The opera, which is touted as having been “based on the memoirs of the real-life Casanova,” is set in 1774, when Casanova (John Fanning) returned to Venice after an 18-year exile. The plot turns on Casanova’s attempt to swindle a superstitious old widow (a gleefully wacky Jean Stilwell) out of her fortune so as to provide a dowry for a young friend (Naomi Isabel Ruiz) who’s engaged to a penniless poet (Brad Benoit). An ulterior motive is to disenfranchise the widow’s nephew (Dan Dressen), who’s jealously humiliated Casanova by tricking him into attempting to seduce a castrato (Lauren McNeese). The revelation of the supposed castrato’s true nature is the first of several surprises Argento’s Casanova has in store over its three acts.
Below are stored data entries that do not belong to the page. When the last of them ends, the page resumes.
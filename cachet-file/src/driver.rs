use std::{
    io::{ErrorKind, Write},
    path::{Path, PathBuf},
    sync::Arc,
};

use async_trait::async_trait;
use bincode::{
    config::standard as bincode_config,
    serde::{decode_from_slice, encode_to_vec},
};
use bytes::Bytes;
use cachet_driver::{Driver, DriverError, DriverLabel, DriverResult, Lookup, Raw, ttl};
use chrono::{DateTime, Utc};
use serde::{Deserialize, Serialize};
use sha1::{Digest, Sha1};
use tempfile::NamedTempFile;
use tracing::{debug, warn};

use crate::FileError;

const EXTENSION: &str = "cache";

#[derive(Serialize, Deserialize)]
struct Envelope {
    expires_at: Option<DateTime<Utc>>,
    #[serde(with = "serde_bytes")]
    value: Vec<u8>,
}

impl Envelope {
    fn is_expired(&self, now: DateTime<Utc>) -> bool {
        self.expires_at.is_some_and(|expires_at| expires_at <= now)
    }
}

/// Disk-based cache driver storing one file per key.
///
/// Files are named after the SHA-1 of the key with a `.cache` extension and
/// hold a small envelope with the value and its absolute expiry. Writes are
/// staged into a temporary file in the same directory and renamed into place,
/// so readers never see a half-written entry.
///
/// ```no_run
/// use cachet_file::FileDriver;
///
/// let driver = FileDriver::builder()
///     .directory("/var/cache/myapp")
///     .build()?;
/// # Ok::<(), cachet_file::FileError>(())
/// ```
///
/// Cloning is cheap, clones share the same directory.
#[derive(Clone, Debug)]
pub struct FileDriver {
    directory: Arc<PathBuf>,
    label: DriverLabel,
}

impl FileDriver {
    /// Starts building a new driver.
    pub fn builder() -> FileDriverBuilder {
        FileDriverBuilder::default()
    }

    /// Driver rooted at `directory`, created if missing.
    pub fn new(directory: impl AsRef<Path>) -> Result<Self, FileError> {
        Self::builder().directory(directory).build()
    }

    pub fn directory(&self) -> &Path {
        &self.directory
    }

    /// Location of the file holding `key`.
    pub fn path_for(&self, key: &str) -> PathBuf {
        let digest = Sha1::digest(key.as_bytes());
        self.directory
            .join(format!("{}.{}", hex::encode(digest), EXTENSION))
    }

    async fn blocking<T, F>(&self, f: F) -> DriverResult<T>
    where
        T: Send + 'static,
        F: FnOnce(&Path) -> DriverResult<T> + Send + 'static,
    {
        let directory = self.directory.clone();
        tokio::task::spawn_blocking(move || f(&directory))
            .await
            .map_err(DriverError::internal)?
    }
}

/// Builder for [`FileDriver`].
pub struct FileDriverBuilder {
    directory: Option<PathBuf>,
    label: DriverLabel,
}

impl Default for FileDriverBuilder {
    fn default() -> Self {
        Self {
            directory: None,
            label: DriverLabel::new_static("file"),
        }
    }
}

impl FileDriverBuilder {
    /// Root directory for cache files.
    ///
    /// Default: `cachet-cache` inside the system temp directory.
    pub fn directory(mut self, directory: impl AsRef<Path>) -> Self {
        self.directory = Some(directory.as_ref().to_path_buf());
        self
    }

    /// Identifies this driver in chains and logs.
    pub fn label(mut self, label: impl Into<DriverLabel>) -> Self {
        self.label = label.into();
        self
    }

    /// Creates the driver, creating the directory if needed.
    pub fn build(self) -> Result<FileDriver, FileError> {
        if !FileDriver::is_supported() {
            return Err(FileError::Unsupported);
        }
        let directory = self
            .directory
            .unwrap_or_else(|| std::env::temp_dir().join("cachet-cache"));

        if directory.exists() && !directory.is_dir() {
            return Err(FileError::NotADirectory(
                directory.to_string_lossy().into_owned(),
            ));
        }
        std::fs::create_dir_all(&directory)?;
        debug!(directory = %directory.display(), "File cache directory ready");

        Ok(FileDriver {
            directory: Arc::new(directory),
            label: self.label,
        })
    }
}

fn discard(path: &Path, reason: &dyn std::fmt::Display) {
    warn!(path = %path.display(), reason = %reason, "Discarding unreadable cache entry");
    if let Err(error) = std::fs::remove_file(path)
        && error.kind() != ErrorKind::NotFound
    {
        warn!(path = %path.display(), error = %error, "Failed to remove unreadable cache entry");
    }
}

fn read_entry(path: &Path) -> Lookup<Raw> {
    let encoded = match std::fs::read(path) {
        Ok(encoded) => encoded,
        Err(error) if error.kind() == ErrorKind::NotFound => return Lookup::Miss,
        Err(error) => {
            discard(path, &error);
            return Lookup::Miss;
        }
    };

    let envelope: Envelope = match decode_from_slice(&encoded, bincode_config()) {
        Ok((envelope, _)) => envelope,
        Err(error) => {
            discard(path, &error);
            return Lookup::Miss;
        }
    };

    if envelope.is_expired(Utc::now()) {
        // Another writer may have replaced it in between; losing that write
        // only costs a miss.
        let _ = std::fs::remove_file(path);
        return Lookup::Miss;
    }

    Lookup::Hit(Bytes::from(envelope.value))
}

fn write_entry(directory: &Path, path: &Path, envelope: &Envelope) -> Result<(), FileError> {
    let encoded = encode_to_vec(envelope, bincode_config())?;
    let mut staged = NamedTempFile::new_in(directory)?;
    staged.write_all(&encoded)?;
    staged.flush()?;
    staged.persist(path).map_err(|error| error.error)?;
    Ok(())
}

fn remove_entry(path: &Path) -> Result<(), FileError> {
    match std::fs::remove_file(path) {
        Ok(()) => Ok(()),
        Err(error) if error.kind() == ErrorKind::NotFound => Ok(()),
        Err(error) => Err(error.into()),
    }
}

fn remove_all(directory: &Path) -> Result<(), FileError> {
    let entries = match std::fs::read_dir(directory) {
        Ok(entries) => entries,
        Err(error) if error.kind() == ErrorKind::NotFound => return Ok(()),
        Err(error) => return Err(error.into()),
    };
    for entry in entries {
        let path = entry?.path();
        if path.extension().is_some_and(|ext| ext == EXTENSION) {
            remove_entry(&path)?;
        }
    }
    Ok(())
}

#[async_trait]
impl Driver for FileDriver {
    async fn fetch(&self, key: &str) -> DriverResult<Lookup<Raw>> {
        let path = self.path_for(key);
        self.blocking(move |_| Ok(read_entry(&path))).await
    }

    async fn set(&self, key: &str, value: Raw, ttl: Option<u64>) -> DriverResult<()> {
        let path = self.path_for(key);
        let envelope = Envelope {
            expires_at: ttl::expires_at(ttl, Utc::now()),
            value: value.to_vec(),
        };
        self.blocking(move |directory| Ok(write_entry(directory, &path, &envelope)?))
            .await
    }

    async fn delete(&self, key: &str) -> DriverResult<()> {
        let path = self.path_for(key);
        self.blocking(move |_| Ok(remove_entry(&path)?)).await
    }

    async fn clear(&self) -> DriverResult<()> {
        self.blocking(|directory| Ok(remove_all(directory)?)).await
    }

    fn label(&self) -> DriverLabel {
        self.label.clone()
    }

    /// Staged writes rely on `rename` replacing the target in one step.
    fn is_supported() -> bool {
        cfg!(any(unix, windows))
    }
}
casanova’s homecoming, playing through november 22 at the ordway center for the performing arts. for tickets ($20-$200) and information, see

Whereas many operas require study of the program notes before, during, and after the production to follow the plot, Casanova’s Homecoming is easy to follow; you don’t need to know the plot in advance to figure out what’s going on. Onstage, in fact, the opera unfolds very much like a play, with few pauses for arias: the speak-singing is almost continually advancing the story. The Pioneer Press review of the opera’s original production cited its “rich, opulent melodies,” but that reviewer must have been referring to the orchestral themes, because to my ears Argento’s characters don’t care to waste much time on opulent melodies. (You know how it is: so many women, so little time.)
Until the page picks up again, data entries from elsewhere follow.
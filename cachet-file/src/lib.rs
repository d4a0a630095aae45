//! Filesystem driver for cachet.
//!
//! Each key lives in its own file under a cache directory. Unreadable or
//! corrupted files are reported as misses and removed.

mod driver;
mod error;

pub use driver::{FileDriver, FileDriverBuilder};
pub use error::FileError;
My principal disappointment with the current production is that it seems to be at odds with itself. Argento’s libretto, the performers, and director James Robinson are under the impression Casanova is a humorous romp; but Argento’s music, the sets by Paul Steinberg, and lighting designer Aaron Black seem to think the opera is Don Giovanni. While the performers hop about the stage gamely enacting Argento’s clever plot and dropping bon mots to the audience’s delight, the sets loom darkly, the footlights cast ominous shadows, and the sterling St. Paul Chamber Orchestra is compelled to surge into crashing waves of turgid neo-Romantic music that had me wondering whether Wotan was going to descend from the heavens or Kevin Costner was going to come galloping from the eaves. There’s a perfectly fine fantasy overture in there somewhere, but the sturm und drang is at odds with Argento’s gently comic libretto.

Casanova's Homecoming

To be fair, it seems to be one of Argento’s goals to send up operatic conventions: one scene set at an opera house interpolates period music with the Casanova score to humorous effect, and the performers occasionally break out of song (though not out of character) to say what they really think. It’s a tricky task to mock a genre while working within that genre, and unfortunately Casanova throws out the baby with the bathwater.
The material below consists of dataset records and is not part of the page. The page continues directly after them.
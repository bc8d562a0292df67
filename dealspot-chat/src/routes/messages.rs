use axum::extract::{Path, Query, State};
use axum::Json;
use chrono::Utc;
use diesel::dsl::count_star;
use diesel::prelude::*;
use serde::{Deserialize, Serialize};
use std::sync::Arc;
use uuid::Uuid;

use dealspot_shared::errors::{AppError, AppResult, ErrorCode};
use dealspot_shared::middleware::ModeratorUser;
use dealspot_shared::types::api::ApiResponse;
use dealspot_shared::types::auth::AuthUser;
use dealspot_shared::types::pagination::{Paginated, PaginationParams};

use crate::events::publisher;
use crate::models::{Channel, Message, MessageType, NewMessage, REDACTED_CONTENT};
use crate::routes::channels::verify_membership;
use crate::routes::moderation;
use crate::routes::reactions::{self, ReactionAggregate};
use crate::schema::{banned_words, channel_members, channels, messages};
use crate::services::content_rules::ContentRules;
use crate::services::enrichment::{self, SenderInfo};
use crate::AppState;

/// Each channel serves at most this many messages as live history; older
/// rows are pruned. Independent of the soft-delete audit flow.
pub const CHANNEL_RETENTION_LIMIT: i64 = 100;

// --- Request DTOs ---

#[derive(Debug, Deserialize)]
pub struct SendMessageRequest {
    pub content: Option<String>,
    pub message_type: Option<MessageType>,
    pub reply_to_id: Option<Uuid>,
    pub mentioned_users: Option<Vec<Uuid>>,
    pub metadata: Option<serde_json::Value>,
}

#[derive(Debug, Deserialize)]
pub struct EditMessageRequest {
    pub content: String,
}

#[derive(Debug, Deserialize)]
pub struct DeleteMessageRequest {
    pub reason: Option<String>,
}

// --- Response DTOs ---

#[derive(Debug, Serialize)]
pub struct MessageView {
    #[serde(flatten)]
    pub message: Message,
    pub sender: SenderInfo,
    pub reactions: Vec<ReactionAggregate>,
}

// --- Helpers ---

fn load_channel(
    conn: &mut diesel::pg::PgConnection,
    channel_id: Uuid,
) -> AppResult<Channel> {
    channels::table
        .find(channel_id)
        .filter(channels::is_active.eq(true))
        .first::<Channel>(conn)
        .optional()
        .map_err(AppError::Database)?
        .ok_or_else(|| AppError::new(ErrorCode::ChannelNotFound, "channel not found"))
}

fn validate_content(
    conn: &mut diesel::pg::PgConnection,
    state: &AppState,
    content: &str,
) -> AppResult<()> {
    let words: Vec<String> = banned_words::table
        .select(banned_words::word)
        .load::<String>(conn)
        .map_err(AppError::Database)?;

    let rules = ContentRules::new(words, state.config.allowed_link_domain.clone());
    rules
        .validate(content)
        .map_err(|violation| AppError::new(ErrorCode::ContentRejected, violation.to_string()))
}

/// Trim a channel's history down to the retention bound. Idempotent: once
/// the bound holds this deletes nothing.
pub fn prune_channel_history(
    conn: &mut diesel::pg::PgConnection,
    channel_id: Uuid,
) -> AppResult<usize> {
    let stale_ids: Vec<Uuid> = messages::table
        .filter(messages::channel_id.eq(channel_id))
        .order(messages::created_at.desc())
        .offset(CHANNEL_RETENTION_LIMIT)
        .select(messages::id)
        .load::<Uuid>(conn)
        .map_err(AppError::Database)?;

    if stale_ids.is_empty() {
        return Ok(0);
    }

    let removed = diesel::delete(messages::table.filter(messages::id.eq_any(&stale_ids)))
        .execute(conn)
        .map_err(AppError::Database)?;

    tracing::debug!(channel_id = %channel_id, removed, "channel history pruned");
    Ok(removed)
}

fn channel_member_ids(
    conn: &mut diesel::pg::PgConnection,
    channel_id: Uuid,
) -> Vec<Uuid> {
    channel_members::table
        .filter(channel_members::channel_id.eq(channel_id))
        .select(channel_members::user_id)
        .load::<Uuid>(conn)
        .unwrap_or_default()
}

fn emit_to_members(
    state: &AppState,
    member_ids: &[Uuid],
    skip: Uuid,
    event: &'static str,
    payload: &serde_json::Value,
) {
    for member_id in member_ids.iter().filter(|id| **id != skip) {
        let room = format!("user:{member_id}");
        let _ = state.io.to(room).emit(event, payload);
    }
}

// --- Handlers ---

/// GET /channels/:id/messages - paginated history, newest first. Deleted
/// messages stay in the page with redacted content so reply chains resolve.
pub async fn list_messages(
    auth_user: AuthUser,
    State(state): State<Arc<AppState>>,
    Path(channel_id): Path<Uuid>,
    Query(params): Query<PaginationParams>,
) -> AppResult<Json<ApiResponse<Paginated<MessageView>>>> {
    let mut conn = state.db.get().map_err(|e| AppError::Internal(e.into()))?;

    verify_membership(&mut conn, channel_id, auth_user.id)?;

    let total: i64 = messages::table
        .filter(messages::channel_id.eq(channel_id))
        .select(count_star())
        .first::<i64>(&mut conn)
        .map_err(AppError::Database)?;

    let items: Vec<Message> = messages::table
        .filter(messages::channel_id.eq(channel_id))
        .order(messages::created_at.desc())
        .offset(params.offset() as i64)
        .limit(params.limit() as i64)
        .load::<Message>(&mut conn)
        .map_err(AppError::Database)?;

    let message_ids: Vec<Uuid> = items.iter().map(|m| m.id).collect();
    let mut aggregates = reactions::load_aggregates(&mut conn, &message_ids, auth_user.id)?;

    let mut sender_ids: Vec<Uuid> = items.iter().map(|m| m.sender_id).collect();
    sender_ids.sort();
    sender_ids.dedup();
    let profiles = enrichment::fetch_sender_profiles(&state, &sender_ids).await;

    let views: Vec<MessageView> = items
        .into_iter()
        .map(|message| {
            let sender = profiles
                .get(&message.sender_id)
                .cloned()
                .unwrap_or_else(|| SenderInfo::sentinel(message.sender_id));
            let reactions = aggregates.remove(&message.id).unwrap_or_default();
            MessageView { message, sender, reactions }
        })
        .collect();

    let paginated = Paginated::new(views, total as u64, &params);
    Ok(Json(ApiResponse::ok(paginated)))
}

/// POST /channels/:id/messages - send a message.
///
/// The pipeline order is ban check, content validation, membership check,
/// append; a ban issued mid-session rejects the very next send.
pub async fn send_message(
    auth_user: AuthUser,
    State(state): State<Arc<AppState>>,
    Path(channel_id): Path<Uuid>,
    Json(req): Json<SendMessageRequest>,
) -> AppResult<Json<ApiResponse<MessageView>>> {
    let message_type = req.message_type.unwrap_or(MessageType::Text);
    let content = req.content.unwrap_or_default().trim().to_string();

    message_type
        .validate_metadata(req.metadata.as_ref())
        .map_err(|e| AppError::new(ErrorCode::ValidationError, e))?;

    if content.is_empty() && !message_type.allows_empty_content() {
        return Err(AppError::new(ErrorCode::ValidationError, "message content is required"));
    }

    // Flood guard; Redis being down degrades to allowing the send
    let rate_key = format!("rate:send:{}", auth_user.id);
    let allowed = state
        .redis
        .rate_limit_check(&rate_key, state.config.send_rate_limit, state.config.send_rate_window_secs)
        .await
        .unwrap_or(true);
    if !allowed {
        return Err(AppError::new(
            ErrorCode::RateLimited,
            "you are sending messages too quickly",
        ));
    }

    let mut conn = state.db.get().map_err(|e| AppError::Internal(e.into()))?;

    load_channel(&mut conn, channel_id)?;

    if let Some(ban) = moderation::active_ban_covering(&mut conn, auth_user.id, channel_id)? {
        // The sender only gets the generic refusal; the reason stays on the
        // moderator side
        tracing::info!(ban_id = %ban.id, user_id = %auth_user.id, channel_id = %channel_id, "send rejected by active ban");
        return Err(AppError::new(
            ErrorCode::SenderBanned,
            moderation::BANNED_SENDER_MESSAGE,
        ));
    }

    validate_content(&mut conn, &state, &content)?;

    verify_membership(&mut conn, channel_id, auth_user.id)?;

    if let Some(reply_id) = req.reply_to_id {
        let reply_channel: Option<Uuid> = messages::table
            .find(reply_id)
            .select(messages::channel_id)
            .first::<Uuid>(&mut conn)
            .optional()
            .map_err(AppError::Database)?;

        match reply_channel {
            None => {
                return Err(AppError::new(ErrorCode::MessageNotFound, "reply target not found"))
            }
            Some(cid) if cid != channel_id => {
                return Err(AppError::new(
                    ErrorCode::ReplyOutsideChannel,
                    "replies must reference a message in the same channel",
                ))
            }
            Some(_) => {}
        }
    }

    let new_message = NewMessage {
        channel_id,
        sender_id: auth_user.id,
        content,
        message_type: message_type.as_str().to_string(),
        reply_to_id: req.reply_to_id,
        mentioned_users: req.mentioned_users.unwrap_or_default(),
        metadata: req.metadata,
    };

    let message: Message = diesel::insert_into(messages::table)
        .values(&new_message)
        .get_result(&mut conn)
        .map_err(AppError::Database)?;

    diesel::update(channels::table.find(channel_id))
        .set(channels::last_message_at.eq(message.created_at))
        .execute(&mut conn)
        .map_err(AppError::Database)?;

    diesel::update(
        channel_members::table
            .filter(channel_members::channel_id.eq(channel_id))
            .filter(channel_members::user_id.ne(auth_user.id)),
    )
    .set(channel_members::unread_count.eq(channel_members::unread_count + 1))
    .execute(&mut conn)
    .map_err(AppError::Database)?;

    // Keep only the newest rows in live history; failures here must not
    // undo a durable append
    if let Err(e) = prune_channel_history(&mut conn, channel_id) {
        tracing::warn!(error = %e, channel_id = %channel_id, "history pruning failed");
    }

    let content_preview: String = message.content.chars().take(100).collect();
    publisher::publish_message_sent(&state.rabbitmq, &message, &content_preview).await;

    // Enrichment is best-effort: the send already succeeded
    let sender = enrichment::fetch_sender(&state, auth_user.id).await;

    let member_ids = channel_member_ids(&mut conn, channel_id);
    let socket_payload = serde_json::json!({
        "channel_id": channel_id,
        "message": {
            "id": message.id,
            "channel_id": message.channel_id,
            "sender_id": message.sender_id,
            "content": message.content,
            "message_type": message.message_type,
            "reply_to_id": message.reply_to_id,
            "mentioned_users": message.mentioned_users,
            "metadata": message.metadata,
            "created_at": message.created_at,
        },
        "sender": {
            "username": sender.username,
            "avatar_url": sender.avatar_url,
        },
    });
    emit_to_members(&state, &member_ids, auth_user.id, "new-message", &socket_payload);

    tracing::info!(
        message_id = %message.id,
        sender = %auth_user.id,
        channel = %channel_id,
        message_type = %message.message_type,
        "message sent"
    );

    Ok(Json(ApiResponse::ok(MessageView {
        message,
        sender,
        reactions: vec![],
    })))
}

/// PUT /messages/:id - edit a message (sender only; content is re-validated)
pub async fn edit_message(
    auth_user: AuthUser,
    State(state): State<Arc<AppState>>,
    Path(message_id): Path<Uuid>,
    Json(req): Json<EditMessageRequest>,
) -> AppResult<Json<ApiResponse<MessageView>>> {
    let content = req.content.trim().to_string();
    if content.is_empty() {
        return Err(AppError::new(ErrorCode::ValidationError, "message content is required"));
    }

    let mut conn = state.db.get().map_err(|e| AppError::Internal(e.into()))?;

    let message: Message = messages::table
        .find(message_id)
        .first::<Message>(&mut conn)
        .optional()
        .map_err(AppError::Database)?
        .ok_or_else(|| AppError::new(ErrorCode::MessageNotFound, "message not found"))?;

    if message.sender_id != auth_user.id {
        return Err(AppError::new(
            ErrorCode::NotMessageSender,
            "you can only edit your own messages",
        ));
    }

    if message.is_deleted {
        return Err(AppError::new(ErrorCode::BadRequest, "cannot edit a deleted message"));
    }

    validate_content(&mut conn, &state, &content)?;

    let updated: Message = diesel::update(messages::table.find(message_id))
        .set((
            messages::content.eq(&content),
            messages::edited_at.eq(Utc::now()),
        ))
        .get_result(&mut conn)
        .map_err(AppError::Database)?;

    let member_ids = channel_member_ids(&mut conn, updated.channel_id);
    let payload = serde_json::json!({
        "channel_id": updated.channel_id,
        "message_id": updated.id,
        "content": updated.content,
        "edited_at": updated.edited_at,
    });
    emit_to_members(&state, &member_ids, auth_user.id, "message-edited", &payload);

    let aggregates = reactions::load_aggregates(&mut conn, &[message_id], auth_user.id)?
        .remove(&message_id)
        .unwrap_or_default();
    let sender = enrichment::fetch_sender(&state, auth_user.id).await;

    Ok(Json(ApiResponse::ok(MessageView {
        message: updated,
        sender,
        reactions: aggregates,
    })))
}

/// DELETE /messages/:id - moderator soft delete. Content is redacted in
/// place; the original moves to the audit column.
pub async fn delete_message(
    moderator: ModeratorUser,
    State(state): State<Arc<AppState>>,
    Path(message_id): Path<Uuid>,
    body: Option<Json<DeleteMessageRequest>>,
) -> AppResult<Json<ApiResponse<Message>>> {
    let reason = body.and_then(|Json(req)| req.reason);
    let mut conn = state.db.get().map_err(|e| AppError::Internal(e.into()))?;

    let message: Message = messages::table
        .find(message_id)
        .first::<Message>(&mut conn)
        .optional()
        .map_err(AppError::Database)?
        .ok_or_else(|| AppError::new(ErrorCode::MessageNotFound, "message not found"))?;

    if message.is_deleted {
        // Deleting twice is a no-op
        return Ok(Json(ApiResponse::ok(message)));
    }

    let updated: Message = diesel::update(messages::table.find(message_id))
        .set((
            messages::is_deleted.eq(true),
            messages::deleted_reason.eq(reason.as_deref()),
            messages::original_content.eq(&message.content),
            messages::content.eq(REDACTED_CONTENT),
            messages::metadata.eq(None::<serde_json::Value>),
        ))
        .get_result(&mut conn)
        .map_err(AppError::Database)?;

    let member_ids = channel_member_ids(&mut conn, updated.channel_id);
    let payload = serde_json::json!({
        "channel_id": updated.channel_id,
        "message_id": updated.id,
    });
    emit_to_members(&state, &member_ids, moderator.0.id, "message-deleted", &payload);

    tracing::info!(
        message_id = %message_id,
        deleted_by = %moderator.0.id,
        reason = ?reason,
        "message deleted"
    );

    Ok(Json(ApiResponse::ok(updated)))
}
I mean it as a sincere, not a backhanded, compliment when I say that Casanova’s Homecoming is nonetheless fresh and accessible: a contemporary opera that neither strives to replicate past classics nor to push the avant-garde. Argento isn’t the only composer to go this route—John Adams and Thomas Adés are among those who have done it more successfully—but Casanova will be a happy surprise for many people who think they know what to expect at the opera. The production fails to connect with much emotional force…but, well, that does give you something to look forward to later on in the season.